Enemy at the Gates
Rating: * * * 1/2 Director: Jean-Jacques Annaud Running time: 132 minutes Language: EnglishNow showing

You could probably count on one hand the number of European directors with the budgets and grand vision to compete directly with Hollywood films. Somewhere between Luc Besson and Bernardo Bertolucci you'd land on Jean-Jacques Annaud, who's had his share of hits, reviving Sean Connery's career with "The Name of the Rose" and landing Brad Pitt for "Seven Years in Tibet."

Annaud's latest, "Enemy at the Gates" -- starring Jude Law, Joseph Fiennes, Rachel Weisz and Ed Harris -- is a tense duel of snipers set in the caldron of Stalingrad during the climactic battle, when a desperate Soviet defense finally blunted the Nazi blitzkrieg in 1942.

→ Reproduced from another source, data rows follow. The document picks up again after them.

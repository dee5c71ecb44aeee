//! Tree-sitter Python parsing and single-pass unit/import extraction.
//!
//! Every node of the syntax tree is classified into a [`SyntaxNode`] variant and
//! dispatched with one `match`. Functions and classes become [`CodeUnit`]s (their
//! bodies are still walked, so methods and nested functions count too); import
//! statements contribute reference names and are not descended into.
//!
//! A unit's text runs from `def`/`class` to the end of its last statement.
//! Comments trailing the body are not part of it, even when tree-sitter puts
//! them inside the definition node.
//!
//! The grammar also accepts Python 2 `print`/`exec` statements. Files using
//! them are treated like any other file with a syntax error.

use std::collections::BTreeSet;

use forge::{CodeUnit, UnitKind};
use tree_sitter::{Node, Parser};

use crate::imports::import_names;
use crate::AnatomistError;

/// Statement kinds the grammar accepts but Python 3 rejects.
const PYTHON2_STATEMENTS: &[&str] = &["print_statement", "exec_statement"];

/// A syntax node as seen by the extraction visitor.
#[derive(Debug, Clone, Copy)]
pub enum SyntaxNode<'t> {
    Function(Node<'t>),
    Class(Node<'t>),
    Import(Node<'t>),
    Other(Node<'t>),
}

impl<'t> SyntaxNode<'t> {
    pub fn classify(node: Node<'t>) -> Self {
        match node.kind() {
            "function_definition" => SyntaxNode::Function(node),
            "class_definition" => SyntaxNode::Class(node),
            "import_statement" | "import_from_statement" | "future_import_statement" => {
                SyntaxNode::Import(node)
            }
            _ => SyntaxNode::Other(node),
        }
    }
}

/// Units and import names extracted from one file.
#[derive(Debug, Default)]
pub struct Extraction {
    pub units: Vec<CodeUnit>,
    pub references: BTreeSet<String>,
}

/// Owns a tree-sitter parser loaded with the Python grammar.
///
/// Parsers are not `Sync`; the pipeline keeps one host per worker thread.
///
/// # Example
/// ```
/// use anatomist::ParserHost;
///
/// let mut host = ParserHost::new().unwrap();
/// let extraction = host.extract("import os\n\ndef f():\n    return 1\n", "a.py").unwrap();
/// assert_eq!(extraction.units.len(), 1);
/// assert!(extraction.references.contains("os"));
/// ```
pub struct ParserHost {
    parser: Parser,
}

impl ParserHost {
    /// Creates a new parser host with the Python grammar loaded.
    ///
    /// # Errors
    /// Returns `AnatomistError::ParseFailure` if the grammar cannot be loaded.
    pub fn new() -> Result<Self, AnatomistError> {
        let mut parser = Parser::new();
        parser
            .set_language(&tree_sitter_python::LANGUAGE.into())
            .map_err(|e| AnatomistError::ParseFailure {
                path: String::new(),
                reason: format!("Failed to load Python grammar: {e}"),
            })?;
        Ok(Self { parser })
    }

    /// Parses `text` and extracts its code units and import names.
    ///
    /// `file_key` is recorded on every unit as its location.
    ///
    /// # Errors
    /// `ParseFailure` if tree-sitter returns no tree, the tree contains syntax
    /// errors, or the file uses Python 2 statements. Nothing is extracted from
    /// such a file.
    pub fn extract(&mut self, text: &str, file_key: &str) -> Result<Extraction, AnatomistError> {
        let source = text.as_bytes();
        let tree = self
            .parser
            .parse(source, None)
            .ok_or_else(|| AnatomistError::ParseFailure {
                path: file_key.to_string(),
                reason: "parser returned no tree".to_string(),
            })?;

        let root = tree.root_node();
        if root.has_error() {
            return Err(AnatomistError::ParseFailure {
                path: file_key.to_string(),
                reason: syntax_error_position(root),
            });
        }

        let mut extraction = Extraction::default();
        let mut cursor = root.walk();
        'walk: loop {
            let node = cursor.node();
            let descend = match SyntaxNode::classify(node) {
                SyntaxNode::Function(n) => {
                    push_unit(&mut extraction, UnitKind::Function, n, text, file_key);
                    true
                }
                SyntaxNode::Class(n) => {
                    push_unit(&mut extraction, UnitKind::Class, n, text, file_key);
                    true
                }
                SyntaxNode::Import(n) => {
                    extraction.references.extend(import_names(n, source));
                    false
                }
                SyntaxNode::Other(n) if PYTHON2_STATEMENTS.contains(&n.kind()) => {
                    let pos = n.start_position();
                    return Err(AnatomistError::ParseFailure {
                        path: file_key.to_string(),
                        reason: format!("Python 2 {} at line {}", n.kind(), pos.row + 1),
                    });
                }
                SyntaxNode::Other(_) => true,
            };

            if descend && cursor.goto_first_child() {
                continue;
            }
            while !cursor.goto_next_sibling() {
                if !cursor.goto_parent() {
                    break 'walk;
                }
            }
        }

        Ok(extraction)
    }
}

fn push_unit(
    extraction: &mut Extraction,
    kind: UnitKind,
    node: Node<'_>,
    text: &str,
    file_key: &str,
) {
    let Some(unit_text) = text.get(node.start_byte()..statement_end(node)) else {
        return;
    };
    let start_line = (node.start_position().row + 1) as u32;
    extraction
        .units
        .push(CodeUnit::new(kind, file_key, start_line, unit_text.to_string()));
}

/// End byte of `node` without trailing comments, found by descending through
/// the last non-comment child down to a leaf.
fn statement_end(node: Node<'_>) -> usize {
    let mut current = node;
    loop {
        let mut cursor = current.walk();
        let last = current
            .children(&mut cursor)
            .filter(|child| child.kind() != "comment")
            .last();
        match last {
            Some(child) => current = child,
            None => return current.end_byte(),
        }
    }
}

/// Describes the first error or missing node, for the log line.
fn syntax_error_position(root: Node<'_>) -> String {
    let mut cursor = root.walk();
    loop {
        let node = cursor.node();
        if node.is_error() || node.is_missing() {
            let pos = node.start_position();
            return format!("syntax error at line {}, column {}", pos.row + 1, pos.column + 1);
        }
        // Only error-bearing subtrees can hold the first error.
        if node.has_error() && cursor.goto_first_child() {
            continue;
        }
        while !cursor.goto_next_sibling() {
            if !cursor.goto_parent() {
                return "syntax error".to_string();
            }
        }
    }
}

Based loosely on the exploits of actual Soviet war hero Vassili Zaitsev (Law), "Enemy at the Gates" shows how this young man was thrown into combat and within nine days became a hero to the entire Soviet Union. As his exploits boost the defenders' morale, Hitler orders a crack sniper -- aristocratic Maj. Konig (Harris) -- to track down Vassili and terminate him. This leads to an exquisitely tense cat-and-mouse duel amid the ruins of the city.